Exercise directions: From the data that follows, print exactly the lines starting at the one containing "#[allow(clippy::unnecessary_wraps)]" and ending at the one containing "to start signal"; include both of them and nothing more.

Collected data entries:
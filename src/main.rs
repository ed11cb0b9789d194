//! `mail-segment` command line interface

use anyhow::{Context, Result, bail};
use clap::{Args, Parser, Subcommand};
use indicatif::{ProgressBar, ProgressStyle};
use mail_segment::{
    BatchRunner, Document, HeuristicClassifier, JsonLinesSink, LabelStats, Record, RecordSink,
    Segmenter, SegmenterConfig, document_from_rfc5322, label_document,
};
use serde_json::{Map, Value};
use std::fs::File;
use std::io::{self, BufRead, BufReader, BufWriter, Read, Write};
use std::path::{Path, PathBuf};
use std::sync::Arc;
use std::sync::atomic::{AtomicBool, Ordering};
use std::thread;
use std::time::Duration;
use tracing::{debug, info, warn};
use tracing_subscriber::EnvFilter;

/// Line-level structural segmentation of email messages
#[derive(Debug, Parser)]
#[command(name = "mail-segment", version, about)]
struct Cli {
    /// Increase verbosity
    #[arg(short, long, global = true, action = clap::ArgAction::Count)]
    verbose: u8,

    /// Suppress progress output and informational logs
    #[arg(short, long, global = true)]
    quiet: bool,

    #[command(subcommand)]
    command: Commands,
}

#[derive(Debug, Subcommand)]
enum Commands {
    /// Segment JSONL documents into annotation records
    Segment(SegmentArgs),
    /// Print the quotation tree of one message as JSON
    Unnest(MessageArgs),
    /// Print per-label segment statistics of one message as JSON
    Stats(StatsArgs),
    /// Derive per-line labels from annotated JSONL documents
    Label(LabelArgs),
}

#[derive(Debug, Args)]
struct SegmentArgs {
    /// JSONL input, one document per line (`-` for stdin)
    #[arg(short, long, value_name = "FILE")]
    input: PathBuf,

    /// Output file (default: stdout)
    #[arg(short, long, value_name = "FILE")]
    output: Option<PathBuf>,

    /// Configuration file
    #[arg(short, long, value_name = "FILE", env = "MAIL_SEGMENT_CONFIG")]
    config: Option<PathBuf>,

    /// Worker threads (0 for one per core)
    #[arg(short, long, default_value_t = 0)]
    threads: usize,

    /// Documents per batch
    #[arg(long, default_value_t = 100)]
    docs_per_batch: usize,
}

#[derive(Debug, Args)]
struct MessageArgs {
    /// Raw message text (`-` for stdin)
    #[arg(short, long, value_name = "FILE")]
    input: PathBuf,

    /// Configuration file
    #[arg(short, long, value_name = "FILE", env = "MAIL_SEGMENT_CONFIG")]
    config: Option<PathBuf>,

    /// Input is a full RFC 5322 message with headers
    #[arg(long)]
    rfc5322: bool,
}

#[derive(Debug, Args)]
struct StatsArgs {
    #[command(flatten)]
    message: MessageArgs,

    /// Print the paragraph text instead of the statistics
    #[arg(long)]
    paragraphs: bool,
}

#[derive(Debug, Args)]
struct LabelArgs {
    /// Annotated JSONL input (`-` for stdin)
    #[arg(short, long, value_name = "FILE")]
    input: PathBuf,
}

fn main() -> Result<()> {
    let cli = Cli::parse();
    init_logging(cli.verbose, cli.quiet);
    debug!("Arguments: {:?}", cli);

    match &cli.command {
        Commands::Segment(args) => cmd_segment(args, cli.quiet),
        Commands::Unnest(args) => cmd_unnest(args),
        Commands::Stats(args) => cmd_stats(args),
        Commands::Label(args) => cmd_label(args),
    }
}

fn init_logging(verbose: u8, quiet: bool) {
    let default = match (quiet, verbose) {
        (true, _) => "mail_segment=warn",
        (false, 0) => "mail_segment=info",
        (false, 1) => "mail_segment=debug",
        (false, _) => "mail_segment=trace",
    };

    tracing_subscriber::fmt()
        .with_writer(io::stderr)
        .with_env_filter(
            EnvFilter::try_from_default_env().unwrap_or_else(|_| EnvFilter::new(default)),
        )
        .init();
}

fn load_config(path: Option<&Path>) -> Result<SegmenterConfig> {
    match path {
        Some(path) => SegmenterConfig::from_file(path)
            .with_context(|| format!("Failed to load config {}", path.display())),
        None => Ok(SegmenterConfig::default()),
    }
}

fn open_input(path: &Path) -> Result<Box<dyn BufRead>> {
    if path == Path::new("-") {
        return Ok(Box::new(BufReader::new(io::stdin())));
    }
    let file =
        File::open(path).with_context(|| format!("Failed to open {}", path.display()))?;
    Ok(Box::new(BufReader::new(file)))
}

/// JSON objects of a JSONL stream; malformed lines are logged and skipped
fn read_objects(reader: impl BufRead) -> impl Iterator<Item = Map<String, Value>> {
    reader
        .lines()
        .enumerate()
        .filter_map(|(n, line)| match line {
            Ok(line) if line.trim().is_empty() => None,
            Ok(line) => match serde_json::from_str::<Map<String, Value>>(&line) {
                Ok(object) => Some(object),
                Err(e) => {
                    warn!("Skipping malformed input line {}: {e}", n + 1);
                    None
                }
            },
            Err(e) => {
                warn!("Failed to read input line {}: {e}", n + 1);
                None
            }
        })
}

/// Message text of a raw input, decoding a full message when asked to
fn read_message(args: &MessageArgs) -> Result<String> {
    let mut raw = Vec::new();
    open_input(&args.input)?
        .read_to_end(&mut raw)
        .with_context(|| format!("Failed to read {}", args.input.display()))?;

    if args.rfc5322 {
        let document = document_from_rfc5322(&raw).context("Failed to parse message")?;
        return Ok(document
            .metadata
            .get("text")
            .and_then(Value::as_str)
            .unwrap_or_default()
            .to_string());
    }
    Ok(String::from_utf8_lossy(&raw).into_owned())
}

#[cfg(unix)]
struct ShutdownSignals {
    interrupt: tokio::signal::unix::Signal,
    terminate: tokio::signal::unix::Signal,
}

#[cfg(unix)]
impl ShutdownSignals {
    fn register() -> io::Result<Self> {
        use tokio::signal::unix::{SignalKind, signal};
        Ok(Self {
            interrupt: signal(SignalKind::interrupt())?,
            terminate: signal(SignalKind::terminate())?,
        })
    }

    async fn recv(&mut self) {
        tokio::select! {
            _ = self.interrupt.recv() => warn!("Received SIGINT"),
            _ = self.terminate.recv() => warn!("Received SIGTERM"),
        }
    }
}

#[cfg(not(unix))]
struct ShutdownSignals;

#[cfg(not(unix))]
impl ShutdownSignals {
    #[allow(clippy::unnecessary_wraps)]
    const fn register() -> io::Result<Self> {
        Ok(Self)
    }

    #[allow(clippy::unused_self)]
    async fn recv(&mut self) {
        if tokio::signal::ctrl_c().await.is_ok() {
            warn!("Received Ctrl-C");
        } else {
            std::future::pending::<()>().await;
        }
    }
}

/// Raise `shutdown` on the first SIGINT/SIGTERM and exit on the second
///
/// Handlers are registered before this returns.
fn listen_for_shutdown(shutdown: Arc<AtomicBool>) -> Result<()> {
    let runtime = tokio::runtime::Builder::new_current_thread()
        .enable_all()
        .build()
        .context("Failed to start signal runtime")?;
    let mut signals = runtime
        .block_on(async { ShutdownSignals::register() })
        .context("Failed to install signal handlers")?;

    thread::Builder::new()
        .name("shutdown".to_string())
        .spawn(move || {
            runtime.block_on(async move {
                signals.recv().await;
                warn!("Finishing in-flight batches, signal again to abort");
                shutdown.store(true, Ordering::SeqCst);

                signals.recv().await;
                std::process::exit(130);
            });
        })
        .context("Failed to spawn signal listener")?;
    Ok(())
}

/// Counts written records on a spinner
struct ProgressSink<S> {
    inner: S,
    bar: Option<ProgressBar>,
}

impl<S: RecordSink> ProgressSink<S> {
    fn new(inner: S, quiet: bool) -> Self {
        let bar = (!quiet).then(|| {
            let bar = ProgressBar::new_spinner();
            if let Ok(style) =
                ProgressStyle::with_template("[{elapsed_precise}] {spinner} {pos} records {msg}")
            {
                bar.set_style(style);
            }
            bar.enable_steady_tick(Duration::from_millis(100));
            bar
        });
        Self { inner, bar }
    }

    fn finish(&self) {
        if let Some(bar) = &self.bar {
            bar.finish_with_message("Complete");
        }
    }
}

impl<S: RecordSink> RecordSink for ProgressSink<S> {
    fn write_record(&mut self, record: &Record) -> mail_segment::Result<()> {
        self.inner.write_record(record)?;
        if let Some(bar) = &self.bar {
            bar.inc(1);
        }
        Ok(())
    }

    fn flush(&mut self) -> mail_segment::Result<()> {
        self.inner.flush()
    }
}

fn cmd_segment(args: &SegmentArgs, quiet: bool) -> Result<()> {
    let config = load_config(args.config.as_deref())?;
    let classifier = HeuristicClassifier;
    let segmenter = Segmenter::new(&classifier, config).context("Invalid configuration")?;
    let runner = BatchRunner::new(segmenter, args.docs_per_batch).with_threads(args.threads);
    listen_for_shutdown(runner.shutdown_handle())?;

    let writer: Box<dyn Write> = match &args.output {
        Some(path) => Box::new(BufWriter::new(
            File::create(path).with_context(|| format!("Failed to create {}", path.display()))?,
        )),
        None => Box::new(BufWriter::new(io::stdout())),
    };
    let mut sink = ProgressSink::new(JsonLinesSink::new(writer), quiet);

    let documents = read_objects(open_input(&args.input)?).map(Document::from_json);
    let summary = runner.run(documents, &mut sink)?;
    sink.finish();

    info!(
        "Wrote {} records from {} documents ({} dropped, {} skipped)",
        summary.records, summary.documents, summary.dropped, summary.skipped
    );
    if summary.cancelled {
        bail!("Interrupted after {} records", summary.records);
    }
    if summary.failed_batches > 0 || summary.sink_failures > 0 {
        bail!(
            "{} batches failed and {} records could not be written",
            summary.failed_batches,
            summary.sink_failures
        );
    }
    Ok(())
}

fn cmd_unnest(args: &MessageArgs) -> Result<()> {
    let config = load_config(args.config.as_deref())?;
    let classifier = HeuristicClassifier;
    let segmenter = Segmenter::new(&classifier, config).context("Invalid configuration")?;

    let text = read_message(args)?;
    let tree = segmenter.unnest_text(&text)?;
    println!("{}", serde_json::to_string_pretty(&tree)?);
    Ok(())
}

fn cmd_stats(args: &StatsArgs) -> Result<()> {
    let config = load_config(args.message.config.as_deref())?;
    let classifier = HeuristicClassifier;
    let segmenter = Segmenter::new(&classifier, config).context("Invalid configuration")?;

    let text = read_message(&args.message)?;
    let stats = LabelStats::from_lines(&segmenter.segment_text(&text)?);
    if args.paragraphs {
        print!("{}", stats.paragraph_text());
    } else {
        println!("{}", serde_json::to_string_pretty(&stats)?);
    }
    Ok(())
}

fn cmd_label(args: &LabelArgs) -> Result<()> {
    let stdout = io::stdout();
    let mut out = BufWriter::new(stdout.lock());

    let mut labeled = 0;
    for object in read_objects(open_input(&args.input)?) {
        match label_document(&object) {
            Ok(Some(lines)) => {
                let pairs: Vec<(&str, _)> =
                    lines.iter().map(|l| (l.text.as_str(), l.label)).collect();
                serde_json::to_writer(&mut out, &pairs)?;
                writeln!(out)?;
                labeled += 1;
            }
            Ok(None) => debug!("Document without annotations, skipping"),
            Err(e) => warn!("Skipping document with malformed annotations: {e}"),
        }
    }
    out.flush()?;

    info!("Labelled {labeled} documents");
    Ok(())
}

--

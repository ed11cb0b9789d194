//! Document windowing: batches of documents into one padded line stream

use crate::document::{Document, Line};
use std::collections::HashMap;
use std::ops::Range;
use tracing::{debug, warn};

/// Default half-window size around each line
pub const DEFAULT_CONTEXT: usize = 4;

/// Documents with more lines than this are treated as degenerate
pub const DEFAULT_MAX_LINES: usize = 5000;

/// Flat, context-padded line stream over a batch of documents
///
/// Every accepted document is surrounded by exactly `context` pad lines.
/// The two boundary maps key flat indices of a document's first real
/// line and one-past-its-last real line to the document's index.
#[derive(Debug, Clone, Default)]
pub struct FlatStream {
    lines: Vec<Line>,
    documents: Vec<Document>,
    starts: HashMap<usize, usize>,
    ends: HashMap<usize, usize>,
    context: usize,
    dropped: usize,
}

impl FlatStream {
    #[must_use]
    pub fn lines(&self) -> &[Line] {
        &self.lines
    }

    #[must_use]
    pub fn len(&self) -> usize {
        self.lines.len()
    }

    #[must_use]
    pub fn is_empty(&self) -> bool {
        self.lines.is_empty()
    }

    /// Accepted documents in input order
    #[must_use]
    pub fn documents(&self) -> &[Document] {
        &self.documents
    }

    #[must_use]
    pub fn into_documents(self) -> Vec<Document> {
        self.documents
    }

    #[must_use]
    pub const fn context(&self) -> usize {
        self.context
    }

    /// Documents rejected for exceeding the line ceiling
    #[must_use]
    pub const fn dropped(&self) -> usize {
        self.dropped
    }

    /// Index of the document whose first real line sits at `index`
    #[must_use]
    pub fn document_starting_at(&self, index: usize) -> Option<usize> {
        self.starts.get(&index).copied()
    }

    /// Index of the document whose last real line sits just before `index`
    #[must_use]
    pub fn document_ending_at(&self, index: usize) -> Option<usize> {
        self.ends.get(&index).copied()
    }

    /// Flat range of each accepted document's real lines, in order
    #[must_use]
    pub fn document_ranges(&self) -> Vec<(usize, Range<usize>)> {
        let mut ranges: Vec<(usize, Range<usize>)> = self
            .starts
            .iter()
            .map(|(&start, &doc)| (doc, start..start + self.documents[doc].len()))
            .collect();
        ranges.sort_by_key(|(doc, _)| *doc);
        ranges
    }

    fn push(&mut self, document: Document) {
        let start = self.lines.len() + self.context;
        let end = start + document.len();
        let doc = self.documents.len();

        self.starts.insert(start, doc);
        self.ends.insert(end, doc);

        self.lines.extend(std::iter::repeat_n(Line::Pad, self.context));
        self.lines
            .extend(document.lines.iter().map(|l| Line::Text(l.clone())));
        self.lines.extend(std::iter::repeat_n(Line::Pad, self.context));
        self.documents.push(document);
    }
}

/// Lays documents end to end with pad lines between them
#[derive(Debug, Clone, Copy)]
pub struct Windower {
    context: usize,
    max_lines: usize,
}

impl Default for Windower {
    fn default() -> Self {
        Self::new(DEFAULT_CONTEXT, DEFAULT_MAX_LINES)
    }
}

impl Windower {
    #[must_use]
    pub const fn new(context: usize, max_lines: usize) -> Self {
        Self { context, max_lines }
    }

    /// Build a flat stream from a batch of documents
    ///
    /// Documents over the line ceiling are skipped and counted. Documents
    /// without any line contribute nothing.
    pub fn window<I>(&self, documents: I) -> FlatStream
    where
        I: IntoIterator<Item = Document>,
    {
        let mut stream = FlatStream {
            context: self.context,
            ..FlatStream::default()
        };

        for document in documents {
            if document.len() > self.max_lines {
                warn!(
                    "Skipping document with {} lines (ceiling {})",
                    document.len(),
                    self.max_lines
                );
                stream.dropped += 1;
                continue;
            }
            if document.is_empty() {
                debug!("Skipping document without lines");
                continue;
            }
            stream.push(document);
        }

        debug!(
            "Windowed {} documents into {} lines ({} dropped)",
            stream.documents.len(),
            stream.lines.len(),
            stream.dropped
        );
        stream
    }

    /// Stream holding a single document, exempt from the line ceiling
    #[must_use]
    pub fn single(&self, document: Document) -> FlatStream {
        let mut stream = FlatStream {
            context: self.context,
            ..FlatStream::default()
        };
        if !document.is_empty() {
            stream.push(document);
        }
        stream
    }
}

Solution to this exercise:
    #[allow(clippy::unnecessary_wraps)]
    const fn register() -> io::Result<Self> {
        Ok(Self)
    }

    #[allow(clippy::unused_self)]
    async fn recv(&mut self) {
        if tokio::signal::ctrl_c().await.is_ok() {
            warn!("Received Ctrl-C");
        } else {
            std::future::pending::<()>().await;
        }
    }
}

/// Raise `shutdown` on the first SIGINT/SIGTERM and exit on the second
///
/// Handlers are registered before this returns.
fn listen_for_shutdown(shutdown: Arc<AtomicBool>) -> Result<()> {
    let runtime = tokio::runtime::Builder::new_current_thread()
        .enable_all()
        .build()
        .context("Failed to start signal runtime")?;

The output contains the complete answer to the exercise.